Our table/interactive below shows you the fees for each MySuper product. You can find your fund here and see how the fees compare. 

CHOICE tip: A good rule of thumb here is that if you're paying more than 1% in total fees each year, you're probably paying too much.

5. Nominate (and update) your beneficiaries

While superannuation isn't intended to be a vehicle to pass on money to the next generation, you may outlive your savings and have some left over when you pass away. 

Unlike your other assets (such as your house, bank accounts and possessions), your will doesn't cover your superannuation savings. You can either make a binding nomination or a non-binding nomination, though some super funds only allow non-binding nominations.

Binding vs non-binding nominations

A binding nomination means the fund has to follow your wishes as to who gets your remaining super.

A non-binding nomination means that the fund will ultimately decide who gets any super you leave behind. They may take your wishes into account, but they're not legally bound to follow them.

Unlike your other assets, your will doesn't cover your superannuation savings

Bear in mind that you can only nominate certain groups of people as beneficiaries – a charity, for example, can't be a beneficiary. A beneficiary needs to be some kind of dependant. This can be a spouse (including a de facto partner) and/or your children. 

It can also be someone you are in an interdependent relationship with – this is where you live together and have a close relationship with one or both people supporting the other, be it financially or in terms of domestic support and care.

If you want your money to go to someone who isn't a dependant (such as your parents or a relative), you'll need to nominate a legal personal representative that can distribute the money according to your wishes.
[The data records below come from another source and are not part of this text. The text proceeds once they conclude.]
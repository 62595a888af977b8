// SPDX-License-Identifier: MPL-2.0
//! Event subscriptions for the application.

use super::Message;
use crate::toasts::Board;
use iced::{time, Subscription};

/// Creates the tick subscription driving toast timers.
///
/// Ticks fast while a progress bar or a transition is visible, slowly while
/// only countdowns are pending, and not at all when the board is empty.
pub fn create_tick_subscription(board: &Board) -> Subscription<Message> {
    match board.tick_interval() {
        Some(interval) => time::every(interval).map(Message::Tick),
        None => Subscription::none(),
    }
}
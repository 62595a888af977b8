// SPDX-License-Identifier: MPL-2.0
//! Demo application: a control panel that spawns, updates and removes toasts.
//!
//! The `App` struct owns the toast board and the option set new toasts are
//! created with. Options start from the config file (overridden by CLI
//! flags) and can be saved back as defaults.

mod message;
mod subscription;
mod view;

pub use message::{Flags, Message};

use crate::config::{self, ToastDefaults};
use crate::toasts::{self, Board, ToastId, Update};
use crate::ui::theming::ThemeMode;
use iced::{window, Element, Subscription, Task, Theme};
use std::path::PathBuf;
use std::sync::atomic::{AtomicUsize, Ordering};
use std::sync::Arc;
use std::time::Instant;

pub const WINDOW_DEFAULT_WIDTH: f32 = 960.0;
pub const WINDOW_DEFAULT_HEIGHT: f32 = 640.0;

const WELCOME_TEXT: &str = "Click a toast to dismiss it";

/// Root Iced application state.
#[derive(Debug)]
pub struct App {
    board: Board,
    /// Options the next toast is created with.
    options: ToastDefaults,
    draft: String,
    theme_mode: ThemeMode,
    last_toast: Option<ToastId>,
    shown: usize,
    /// Incremented by each toast's completion callback.
    closed: Arc<AtomicUsize>,
    config_path: Option<PathBuf>,
}

impl Default for App {
    fn default() -> Self {
        Self {
            board: Board::new(),
            options: ToastDefaults::default(),
            draft: String::new(),
            theme_mode: ThemeMode::System,
            last_toast: None,
            shown: 0,
            closed: Arc::new(AtomicUsize::new(0)),
            config_path: None,
        }
    }
}

/// Entry point used by `main.rs` to launch the Iced application loop.
pub fn run(flags: Flags) -> iced::Result {
    use std::cell::RefCell;

    // iced requires an `Fn` boot function; flags are consumed once
    let boot_state = RefCell::new(Some(flags));
    let boot = move || {
        let flags = boot_state.borrow_mut().take().unwrap_or_default();
        App::new(flags)
    };

    iced::application(boot, App::update, App::view)
        .title(App::title)
        .theme(App::theme)
        .window(window::Settings {
            size: iced::Size::new(WINDOW_DEFAULT_WIDTH, WINDOW_DEFAULT_HEIGHT),
            ..window::Settings::default()
        })
        .subscription(App::subscription)
        .run()
}

impl App {
    /// Loads config, applies CLI overrides and greets with a first toast.
    fn new(flags: Flags) -> (Self, Task<Message>) {
        let loaded = match &flags.config_path {
            Some(path) if path.exists() => config::load_from_path(path),
            Some(_) => Ok(config::Config::default()),
            None => config::load(),
        };
        let config = loaded.unwrap_or_else(|err| {
            tracing::warn!(error = %err, "failed to load config, using defaults");
            config::Config::default()
        });

        let mut app = App {
            options: config.toast,
            theme_mode: flags.theme_mode.unwrap_or(config.theme_mode),
            config_path: flags.config_path.clone(),
            ..Self::default()
        };
        apply_flags(&mut app.options, &flags);
        tracing::info!(
            position = %app.options.position,
            auto_close_ms = app.options.auto_close_ms,
            "starting"
        );

        app.show(WELCOME_TEXT.to_string(), Instant::now());
        (app, Task::none())
    }

    fn title(&self) -> String {
        format!("Iced Toast ({} visible)", self.board.len())
    }

    fn theme(&self) -> Theme {
        self.theme_mode.theme()
    }

    fn subscription(&self) -> Subscription<Message> {
        subscription::create_tick_subscription(&self.board)
    }

    fn update(&mut self, message: Message) -> Task<Message> {
        let now = Instant::now();
        match message {
            Message::Toast(toasts::Message::Clicked(id)) => {
                self.board.click(id, now);
            }
            Message::Toast(toasts::Message::Hovered(id, hovered)) => {
                self.board.hover(id, hovered, now);
            }
            Message::Tick(instant) => {
                for id in self.board.tick(instant) {
                    tracing::trace!(?id, "toast detached");
                    if self.last_toast == Some(id) {
                        self.last_toast = None;
                    }
                }
            }
            Message::DraftChanged(draft) => self.draft = draft,
            Message::PositionSelected(position) => self.options.position = position,
            Message::AutoCloseChanged(seconds) => {
                self.options.auto_close_ms = seconds_to_millis(seconds);
            }
            Message::ShowProgressToggled(value) => self.options.show_progress = value,
            Message::CanCloseToggled(value) => self.options.can_close = value,
            Message::PauseOnHoverToggled(value) => self.options.pause_on_hover = value,
            Message::Show => {
                let text = self.draft_or_placeholder();
                self.show(text, now);
                self.draft.clear();
            }
            Message::UpdateLast => {
                if let Some(id) = self.last_toast {
                    let mut update = self.options_update();
                    if !self.draft.trim().is_empty() {
                        update = update.text(self.draft.trim());
                        self.draft.clear();
                    }
                    if !self.board.update(id, update, now) {
                        self.last_toast = None;
                    }
                }
            }
            Message::RemoveLast => {
                if let Some(id) = self.last_toast.take() {
                    self.board.remove(id, now);
                }
            }
            Message::ClearAll => {
                self.board.clear(now);
                self.last_toast = None;
            }
            Message::SaveDefaults => self.save_defaults(now),
        }
        Task::none()
    }

    fn view(&self) -> Element<'_, Message> {
        view::view(view::ViewContext {
            board: &self.board,
            options: &self.options,
            draft: &self.draft,
            has_last_toast: self.last_toast.is_some(),
            shown: self.shown,
            closed: self.closed.load(Ordering::Relaxed),
        })
    }

    fn show(&mut self, text: String, now: Instant) -> ToastId {
        let closed = Arc::clone(&self.closed);
        let options = self.options.options(text).on_close(move |id| {
            closed.fetch_add(1, Ordering::Relaxed);
            tracing::debug!(?id, "toast closed");
        });
        let id = self.board.show(options, now);
        self.last_toast = Some(id);
        self.shown += 1;
        id
    }

    /// Every current option as a partial update (text excluded).
    fn options_update(&self) -> Update {
        Update::new()
            .position(self.options.position)
            .auto_close(self.options.auto_close())
            .show_progress(self.options.show_progress)
            .can_close(self.options.can_close)
            .pause_on_hover(self.options.pause_on_hover)
    }

    fn draft_or_placeholder(&self) -> String {
        let draft = self.draft.trim();
        if draft.is_empty() {
            format!("Toast #{}", self.shown + 1)
        } else {
            draft.to_string()
        }
    }

    fn save_defaults(&mut self, now: Instant) {
        let config = config::Config {
            theme_mode: self.theme_mode,
            toast: self.options.clone(),
        };
        let result = match &self.config_path {
            Some(path) => config::save_to_path(&config, path),
            None => config::save(&config),
        };
        let text = match result {
            Ok(()) => {
                tracing::info!("defaults saved");
                "Defaults saved".to_string()
            }
            Err(err) => {
                tracing::error!(error = %err, "failed to save defaults");
                format!("Could not save defaults: {err}")
            }
        };
        self.show(text, now);
    }
}

/// Overlays CLI flags on the options loaded from config.
fn apply_flags(options: &mut ToastDefaults, flags: &Flags) {
    if let Some(position) = flags.position {
        options.position = position;
    }
    if let Some(ms) = flags.auto_close_ms {
        options.auto_close_ms = config::defaults::clamp_auto_close_ms(ms);
    }
    if flags.no_progress {
        options.show_progress = false;
    }
    if flags.no_close {
        options.can_close = false;
    }
    if flags.pause_on_hover {
        options.pause_on_hover = true;
    }
}

fn seconds_to_millis(seconds: f32) -> u64 {
    if seconds <= 0.0 {
        0
    } else {
        config::defaults::clamp_auto_close_ms((seconds * 1000.0).round() as u64)
    }
}

#[cfg(test)]
mod tests {
    use super::*;
    use crate::toasts::{AutoClose, Position, TRANSITION};
    use std::time::Duration;
    use tempfile::tempdir;

    fn last(app: &App) -> &crate::toasts::Toast {
        app.board
            .get(app.last_toast.expect("a toast was shown"))
            .expect("last toast is attached")
    }

    #[test]
    fn show_uses_draft_and_current_options() {
        let mut app = App::default();
        let _ = app.update(Message::DraftChanged("Hello".into()));
        let _ = app.update(Message::PositionSelected(Position::BottomLeft));
        let _ = app.update(Message::CanCloseToggled(false));
        let _ = app.update(Message::Show);

        let toast = last(&app);
        assert_eq!(toast.text(), "Hello");
        assert_eq!(toast.position(), Position::BottomLeft);
        assert!(!toast.can_close());
        assert!(app.draft.is_empty());
        assert_eq!(app.shown, 1);
    }

    #[test]
    fn empty_draft_gets_a_numbered_placeholder() {
        let mut app = App::default();
        let _ = app.update(Message::Show);
        assert_eq!(last(&app).text(), "Toast #1");
    }

    #[test]
    fn update_last_moves_the_toast() {
        let mut app = App::default();
        let _ = app.update(Message::Show);
        let _ = app.update(Message::PositionSelected(Position::TopCenter));
        let _ = app.update(Message::AutoCloseChanged(0.0));
        let _ = app.update(Message::UpdateLast);

        let toast = last(&app);
        assert_eq!(toast.position(), Position::TopCenter);
        assert_eq!(toast.auto_close(), AutoClose::Disabled);
        assert!(app.board.container(Position::TopRight).is_none());
    }

    #[test]
    fn remove_last_runs_the_close_callback() {
        let mut app = App::default();
        let _ = app.update(Message::Show);
        let id = app.last_toast.unwrap();
        let _ = app.update(Message::RemoveLast);

        assert!(app.last_toast.is_none());
        assert!(app.board.get(id).unwrap().is_leaving());
        assert_eq!(app.closed.load(Ordering::Relaxed), 1);

        let _ = app.update(Message::Tick(Instant::now() + TRANSITION));
        assert!(app.board.is_empty());
    }

    #[test]
    fn clicking_a_closable_toast_dismisses_it() {
        let mut app = App::default();
        let _ = app.update(Message::Show);
        let id = app.last_toast.unwrap();

        let _ = app.update(Message::Toast(toasts::Message::Clicked(id)));
        assert!(app.board.get(id).unwrap().is_leaving());
    }

    #[test]
    fn clear_all_dismisses_every_toast() {
        let mut app = App::default();
        let _ = app.update(Message::Show);
        let _ = app.update(Message::PositionSelected(Position::BottomRight));
        let _ = app.update(Message::Show);

        let _ = app.update(Message::ClearAll);
        assert!(app.board.toasts().all(crate::toasts::Toast::is_leaving));
        assert_eq!(app.closed.load(Ordering::Relaxed), 2);
    }

    #[test]
    fn auto_close_slider_clamps_and_disables() {
        assert_eq!(seconds_to_millis(0.0), 0);
        assert_eq!(seconds_to_millis(2.5), 2500);
        assert_eq!(seconds_to_millis(0.1), config::defaults::MIN_AUTO_CLOSE_MS);
    }

    #[test]
    fn flags_override_config_options() {
        let mut options = ToastDefaults::default();
        let flags = Flags {
            position: Some(Position::BottomCenter),
            auto_close_ms: Some(0),
            no_progress: true,
            no_close: true,
            pause_on_hover: true,
            ..Flags::default()
        };
        apply_flags(&mut options, &flags);

        assert_eq!(options.position, Position::BottomCenter);
        assert_eq!(options.auto_close(), AutoClose::Disabled);
        assert!(!options.show_progress);
        assert!(!options.can_close);
        assert!(options.pause_on_hover);
    }

    #[test]
    fn save_defaults_writes_config_and_confirms() {
        let temp_dir = tempdir().expect("failed to create temp dir");
        let path = temp_dir.path().join("settings.toml");
        let mut app = App {
            config_path: Some(path.clone()),
            ..App::default()
        };
        let _ = app.update(Message::PositionSelected(Position::TopLeft));
        let _ = app.update(Message::SaveDefaults);

        let saved = config::load_from_path(&path).expect("config was written");
        assert_eq!(saved.toast.position, Position::TopLeft);
        assert_eq!(last(&app).text(), "Defaults saved");
    }

    #[test]
    fn new_applies_flags_and_shows_welcome() {
        let temp_dir = tempdir().expect("failed to create temp dir");
        let flags = Flags {
            config_path: Some(temp_dir.path().join("missing.toml")),
            position: Some(Position::BottomLeft),
            theme_mode: Some(ThemeMode::Light),
            ..Flags::default()
        };
        let (app, _) = App::new(flags);

        assert_eq!(app.theme(), Theme::Light);
        assert_eq!(last(&app).text(), WELCOME_TEXT);
        assert_eq!(last(&app).position(), Position::BottomLeft);
    }

    #[test]
    fn tick_forgets_detached_last_toast() {
        let mut app = App::default();
        let _ = app.update(Message::AutoCloseChanged(1.0));
        let _ = app.update(Message::Show);
        let start = Instant::now();

        let _ = app.update(Message::Tick(start + Duration::from_secs(2)));
        let _ = app.update(Message::Tick(start + Duration::from_secs(2) + TRANSITION));

        assert!(app.last_toast.is_none());
        assert!(app.board.is_empty());
        assert!(app.title().contains("0 visible"));
    }
}
// SPDX-License-Identifier: MPL-2.0
//! A single toast element and its timers.
//!
//! The visual state mirrors what a stylesheet would toggle on the element:
//! whether it is shown, whether it carries a progress bar (and how full the
//! bar is), and whether clicking it closes it.

use super::countdown::Countdown;
use super::options::{AutoClose, OnClose, Update};
use super::position::Position;
use std::time::{Duration, Instant};

/// Length of the fade-in and fade-out transitions.
pub const TRANSITION: Duration = Duration::from_millis(250);

/// Unique identifier for a toast.
#[derive(Debug, Clone, Copy, PartialEq, Eq, Hash, PartialOrd, Ord)]
pub struct ToastId(u64);

impl ToastId {
    /// Creates a new unique toast ID.
    pub fn new() -> Self {
        use std::sync::atomic::{AtomicU64, Ordering};
        static COUNTER: AtomicU64 = AtomicU64::new(0);
        Self(COUNTER.fetch_add(1, Ordering::Relaxed))
    }
}

impl Default for ToastId {
    fn default() -> Self {
        Self::new()
    }
}

/// Lifecycle of the element while it is attached to a container.
#[derive(Debug, Clone, Copy, PartialEq, Eq)]
pub enum Phase {
    /// Attached but not revealed yet; revealed on the next frame.
    Entering,
    /// Visible, fading in for the first [`TRANSITION`].
    Shown { since: Instant },
    /// Exit transition running; detached once it completes.
    Leaving { since: Instant },
}

#[derive(Debug)]
pub struct Toast {
    id: ToastId,
    text: String,
    position: Position,
    auto_close: AutoClose,
    countdown: Option<Countdown>,
    show_progress: bool,
    progress: f32,
    can_close: bool,
    pause_on_hover: bool,
    hovered: bool,
    phase: Phase,
    opacity: f32,
    on_close: Option<OnClose>,
}

impl Toast {
    /// A bare element: no text, no timers, no affordances.
    pub(crate) fn new(position: Position) -> Self {
        Self {
            id: ToastId::new(),
            text: String::new(),
            position,
            auto_close: AutoClose::Disabled,
            countdown: None,
            show_progress: false,
            progress: 1.0,
            can_close: false,
            pause_on_hover: false,
            hovered: false,
            phase: Phase::Entering,
            opacity: 0.0,
            on_close: None,
        }
    }

    #[must_use]
    pub fn id(&self) -> ToastId {
        self.id
    }

    #[must_use]
    pub fn text(&self) -> &str {
        &self.text
    }

    #[must_use]
    pub fn position(&self) -> Position {
        self.position
    }

    #[must_use]
    pub fn auto_close(&self) -> AutoClose {
        self.auto_close
    }

    #[must_use]
    pub fn countdown(&self) -> Option<&Countdown> {
        self.countdown.as_ref()
    }

    #[must_use]
    pub fn show_progress(&self) -> bool {
        self.show_progress
    }

    /// Fill level of the progress bar, `1.0` when full.
    #[must_use]
    pub fn progress(&self) -> f32 {
        self.progress
    }

    #[must_use]
    pub fn can_close(&self) -> bool {
        self.can_close
    }

    #[must_use]
    pub fn phase(&self) -> Phase {
        self.phase
    }

    /// Whether the element carries its "shown" state.
    #[must_use]
    pub fn is_shown(&self) -> bool {
        matches!(self.phase, Phase::Shown { .. })
    }

    #[must_use]
    pub fn is_leaving(&self) -> bool {
        matches!(self.phase, Phase::Leaving { .. })
    }

    #[must_use]
    pub fn opacity(&self) -> f32 {
        self.opacity
    }

    /// Whether the next tick will change something visible.
    #[must_use]
    pub fn is_animating(&self) -> bool {
        match self.phase {
            Phase::Entering | Phase::Leaving { .. } => true,
            Phase::Shown { .. } => self.opacity < 1.0,
        }
    }

    pub(crate) fn set_position(&mut self, position: Position) {
        self.position = position;
    }

    /// Applies every property in `update` except the position, which the
    /// board handles since it moves the element between containers.
    pub(crate) fn apply(&mut self, update: Update, now: Instant) {
        let Update {
            text,
            position: _,
            auto_close,
            show_progress,
            can_close,
            pause_on_hover,
            on_close,
        } = update;

        if let Some(text) = text {
            self.text = text;
        }
        if let Some(auto_close) = auto_close {
            self.set_auto_close(auto_close, now);
        }
        if let Some(pause_on_hover) = pause_on_hover {
            self.set_pause_on_hover(pause_on_hover, now);
        }
        if let Some(show_progress) = show_progress {
            self.set_show_progress(show_progress);
        }
        if let Some(can_close) = can_close {
            self.can_close = can_close;
        }
        if let Some(on_close) = on_close {
            self.on_close = Some(on_close);
        }
    }

    /// Cancels the pending auto-close and schedules a fresh one.
    fn set_auto_close(&mut self, auto_close: AutoClose, now: Instant) {
        self.auto_close = auto_close;
        self.countdown = auto_close.duration().map(|duration| {
            let mut countdown = Countdown::start(duration, now);
            if self.pause_on_hover && self.hovered {
                countdown.pause(now);
            }
            countdown
        });
        if self.show_progress {
            self.progress = 1.0;
        }
    }

    fn set_show_progress(&mut self, show_progress: bool) {
        self.show_progress = show_progress;
        self.progress = 1.0;
    }

    fn set_pause_on_hover(&mut self, pause_on_hover: bool, now: Instant) {
        self.pause_on_hover = pause_on_hover;
        if let Some(countdown) = self.countdown.as_mut() {
            if pause_on_hover && self.hovered {
                countdown.pause(now);
            } else {
                countdown.resume(now);
            }
        }
    }

    pub(crate) fn set_hovered(&mut self, hovered: bool, now: Instant) {
        if self.hovered == hovered {
            return;
        }
        self.hovered = hovered;
        if !self.pause_on_hover {
            return;
        }
        if let Some(countdown) = self.countdown.as_mut() {
            if hovered {
                countdown.pause(now);
            } else {
                countdown.resume(now);
            }
        }
    }

    /// Advances the reveal, fade and progress bar to `now`.
    pub(crate) fn advance(&mut self, now: Instant) {
        match self.phase {
            Phase::Entering => {
                self.phase = Phase::Shown { since: now };
                self.opacity = 0.0;
            }
            Phase::Shown { since } => {
                self.opacity = transition_fraction(since, now);
            }
            Phase::Leaving { since } => {
                self.opacity = self.opacity.min(1.0 - transition_fraction(since, now));
                return;
            }
        }

        if self.show_progress {
            self.progress = self
                .countdown
                .map_or(1.0, |countdown| countdown.fraction_remaining(now));
        }
    }

    #[must_use]
    pub(crate) fn is_expired(&self, now: Instant) -> bool {
        !self.is_leaving()
            && self
                .countdown
                .is_some_and(|countdown| countdown.is_expired(now))
    }

    /// Starts the exit transition, cancels both timers and runs the
    /// completion callback. Returns `false` if the toast was already leaving.
    pub(crate) fn begin_leaving(&mut self, now: Instant) -> bool {
        if self.is_leaving() {
            return false;
        }
        self.phase = Phase::Leaving { since: now };
        self.countdown = None;
        if let Some(on_close) = self.on_close.as_mut() {
            on_close.call(self.id);
        }
        true
    }

    /// Whether the exit transition has ended and the element can be detached.
    #[must_use]
    pub(crate) fn is_transition_finished(&self, now: Instant) -> bool {
        match self.phase {
            Phase::Leaving { since } => now.saturating_duration_since(since) >= TRANSITION,
            _ => false,
        }
    }
}

fn transition_fraction(since: Instant, now: Instant) -> f32 {
    (now.saturating_duration_since(since).as_secs_f32() / TRANSITION.as_secs_f32()).clamp(0.0, 1.0)
}
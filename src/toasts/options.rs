// SPDX-License-Identifier: MPL-2.0
//! Construction options and partial updates for toasts.
//!
//! [`Options`] carries a full property set with the widget defaults
//! (close after 5 seconds, top-right, progress bar shown, click to close).
//! [`Update`] carries only the properties that should change; constructing a
//! toast is applying the full option set as one update.

use super::position::Position;
use super::toast::ToastId;
use std::fmt;
use std::time::Duration;

/// Auto-close delay used when none is given.
pub const DEFAULT_AUTO_CLOSE: Duration = Duration::from_millis(5000);

/// When (if ever) a toast removes itself.
#[derive(Debug, Clone, Copy, PartialEq, Eq)]
pub enum AutoClose {
    After(Duration),
    Disabled,
}

impl AutoClose {
    /// Builds a setting from milliseconds, `0` meaning disabled.
    #[must_use]
    pub fn from_millis(millis: u64) -> Self {
        if millis == 0 {
            AutoClose::Disabled
        } else {
            AutoClose::After(Duration::from_millis(millis))
        }
    }

    #[must_use]
    pub fn duration(self) -> Option<Duration> {
        match self {
            AutoClose::After(duration) => Some(duration),
            AutoClose::Disabled => None,
        }
    }
}

impl Default for AutoClose {
    fn default() -> Self {
        AutoClose::After(DEFAULT_AUTO_CLOSE)
    }
}

/// Completion callback, run once when a toast starts leaving.
pub struct OnClose(Box<dyn FnMut(ToastId) + Send>);

impl OnClose {
    pub fn new(callback: impl FnMut(ToastId) + Send + 'static) -> Self {
        Self(Box::new(callback))
    }

    pub(crate) fn call(&mut self, id: ToastId) {
        (self.0)(id);
    }
}

impl fmt::Debug for OnClose {
    fn fmt(&self, f: &mut fmt::Formatter<'_>) -> fmt::Result {
        f.write_str("OnClose(..)")
    }
}

/// Full property set used to construct a toast.
#[derive(Debug)]
pub struct Options {
    pub text: String,
    pub position: Position,
    pub auto_close: AutoClose,
    pub show_progress: bool,
    pub can_close: bool,
    /// Freeze the countdown while the cursor is over the toast.
    pub pause_on_hover: bool,
    pub on_close: Option<OnClose>,
}

impl Default for Options {
    fn default() -> Self {
        Self {
            text: String::new(),
            position: Position::default(),
            auto_close: AutoClose::default(),
            show_progress: true,
            can_close: true,
            pause_on_hover: false,
            on_close: None,
        }
    }
}

impl Options {
    /// Default options with the given text.
    pub fn new(text: impl Into<String>) -> Self {
        Self {
            text: text.into(),
            ..Self::default()
        }
    }

    #[must_use]
    pub fn position(mut self, position: Position) -> Self {
        self.position = position;
        self
    }

    #[must_use]
    pub fn auto_close(mut self, auto_close: AutoClose) -> Self {
        self.auto_close = auto_close;
        self
    }

    #[must_use]
    pub fn show_progress(mut self, show_progress: bool) -> Self {
        self.show_progress = show_progress;
        self
    }

    #[must_use]
    pub fn can_close(mut self, can_close: bool) -> Self {
        self.can_close = can_close;
        self
    }

    #[must_use]
    pub fn pause_on_hover(mut self, pause_on_hover: bool) -> Self {
        self.pause_on_hover = pause_on_hover;
        self
    }

    #[must_use]
    pub fn on_close(mut self, callback: impl FnMut(ToastId) + Send + 'static) -> Self {
        self.on_close = Some(OnClose::new(callback));
        self
    }
}

/// Partial set of property changes; `None` fields are left untouched.
#[derive(Debug, Default)]
pub struct Update {
    pub text: Option<String>,
    pub position: Option<Position>,
    pub auto_close: Option<AutoClose>,
    pub show_progress: Option<bool>,
    pub can_close: Option<bool>,
    pub pause_on_hover: Option<bool>,
    pub on_close: Option<OnClose>,
}

impl Update {
    #[must_use]
    pub fn new() -> Self {
        Self::default()
    }

    #[must_use]
    pub fn text(mut self, text: impl Into<String>) -> Self {
        self.text = Some(text.into());
        self
    }

    #[must_use]
    pub fn position(mut self, position: Position) -> Self {
        self.position = Some(position);
        self
    }

    #[must_use]
    pub fn auto_close(mut self, auto_close: AutoClose) -> Self {
        self.auto_close = Some(auto_close);
        self
    }

    #[must_use]
    pub fn show_progress(mut self, show_progress: bool) -> Self {
        self.show_progress = Some(show_progress);
        self
    }

    #[must_use]
    pub fn can_close(mut self, can_close: bool) -> Self {
        self.can_close = Some(can_close);
        self
    }

    #[must_use]
    pub fn pause_on_hover(mut self, pause_on_hover: bool) -> Self {
        self.pause_on_hover = Some(pause_on_hover);
        self
    }

    #[must_use]
    pub fn on_close(mut self, callback: impl FnMut(ToastId) + Send + 'static) -> Self {
        self.on_close = Some(OnClose::new(callback));
        self
    }
}

impl From<Options> for Update {
    fn from(options: Options) -> Self {
        Self {
            text: Some(options.text),
            position: Some(options.position),
            auto_close: Some(options.auto_close),
            show_progress: Some(options.show_progress),
            can_close: Some(options.can_close),
            pause_on_hover: Some(options.pause_on_hover),
            on_close: options.on_close,
        }
    }
}

#[cfg(test)]
mod tests {
    use super::*;

    #[test]
    fn defaults_match_the_widget_contract() {
        let options = Options::default();
        assert_eq!(options.auto_close, AutoClose::After(Duration::from_secs(5)));
        assert_eq!(options.position, Position::TopRight);
        assert!(options.show_progress);
        assert!(options.can_close);
        assert!(!options.pause_on_hover);
        assert!(options.on_close.is_none());
    }

    #[test]
    fn zero_millis_disables_auto_close() {
        assert_eq!(AutoClose::from_millis(0), AutoClose::Disabled);
        assert_eq!(
            AutoClose::from_millis(1500).duration(),
            Some(Duration::from_millis(1500))
        );
    }

    #[test]
    fn options_convert_to_a_full_update() {
        let update = Update::from(
            Options::new("hello")
                .position(Position::BottomLeft)
                .auto_close(AutoClose::Disabled)
                .on_close(|_| {}),
        );
        assert_eq!(update.text.as_deref(), Some("hello"));
        assert_eq!(update.position, Some(Position::BottomLeft));
        assert_eq!(update.auto_close, Some(AutoClose::Disabled));
        assert_eq!(update.show_progress, Some(true));
        assert_eq!(update.can_close, Some(true));
        assert!(update.on_close.is_some());
    }
}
Your super fund can give you more information about this process.

Lapsing vs non-lapsing nominations

Another important point to note here is that in most cases nominations will lapse after a couple of years and you need to update them. This is called a lapsing nomination. 

A small number of funds offer non-lapsing nominations. This is where the nomination stays in place indefinitely. 

While it may be frustrating that your fund won't let you make a non-lapsing nomination, there is some logic to requiring people to renew their nominations from time to time. For many people, life events such as relationships beginning and ending and children being born will mean that nominations need to be updated over time to reflect the person's wishes.

CHOICE tip: Contact your fund for more information on how to make a nomination and how to keep it up to date.

6. Don't panic!

Super is a long-term investment. With this in mind, experts have warned against trying to move your super around to beat disruptions to the share market such as COVID-19 or the global financial crisis. 

History has shown simply staying invested in the share market has produced better results than trying to 'time' the market by moving around your investments. 

Most people's super is in a balanced portfolio. This means your money is invested in some shares, but also some cash, fixed interest options, infrastructure and property. 

For those who are closer to retirement, being invested in a low-risk/low-return strategy (such as a portfolio which is invested in more cash and fixed interest options) might make more sense. See our guide on super for those approaching retirement.

You may see news reports about which super funds are doing well that month, but you don't need to worry about these. The more relevant information is how a super fund performs over the long-term, 5–10 years is a better benchmark than monthly fluctuations.

CHOICE tip: Don't chase last year's best performed fund or the hot investment of the month. Super is a long game.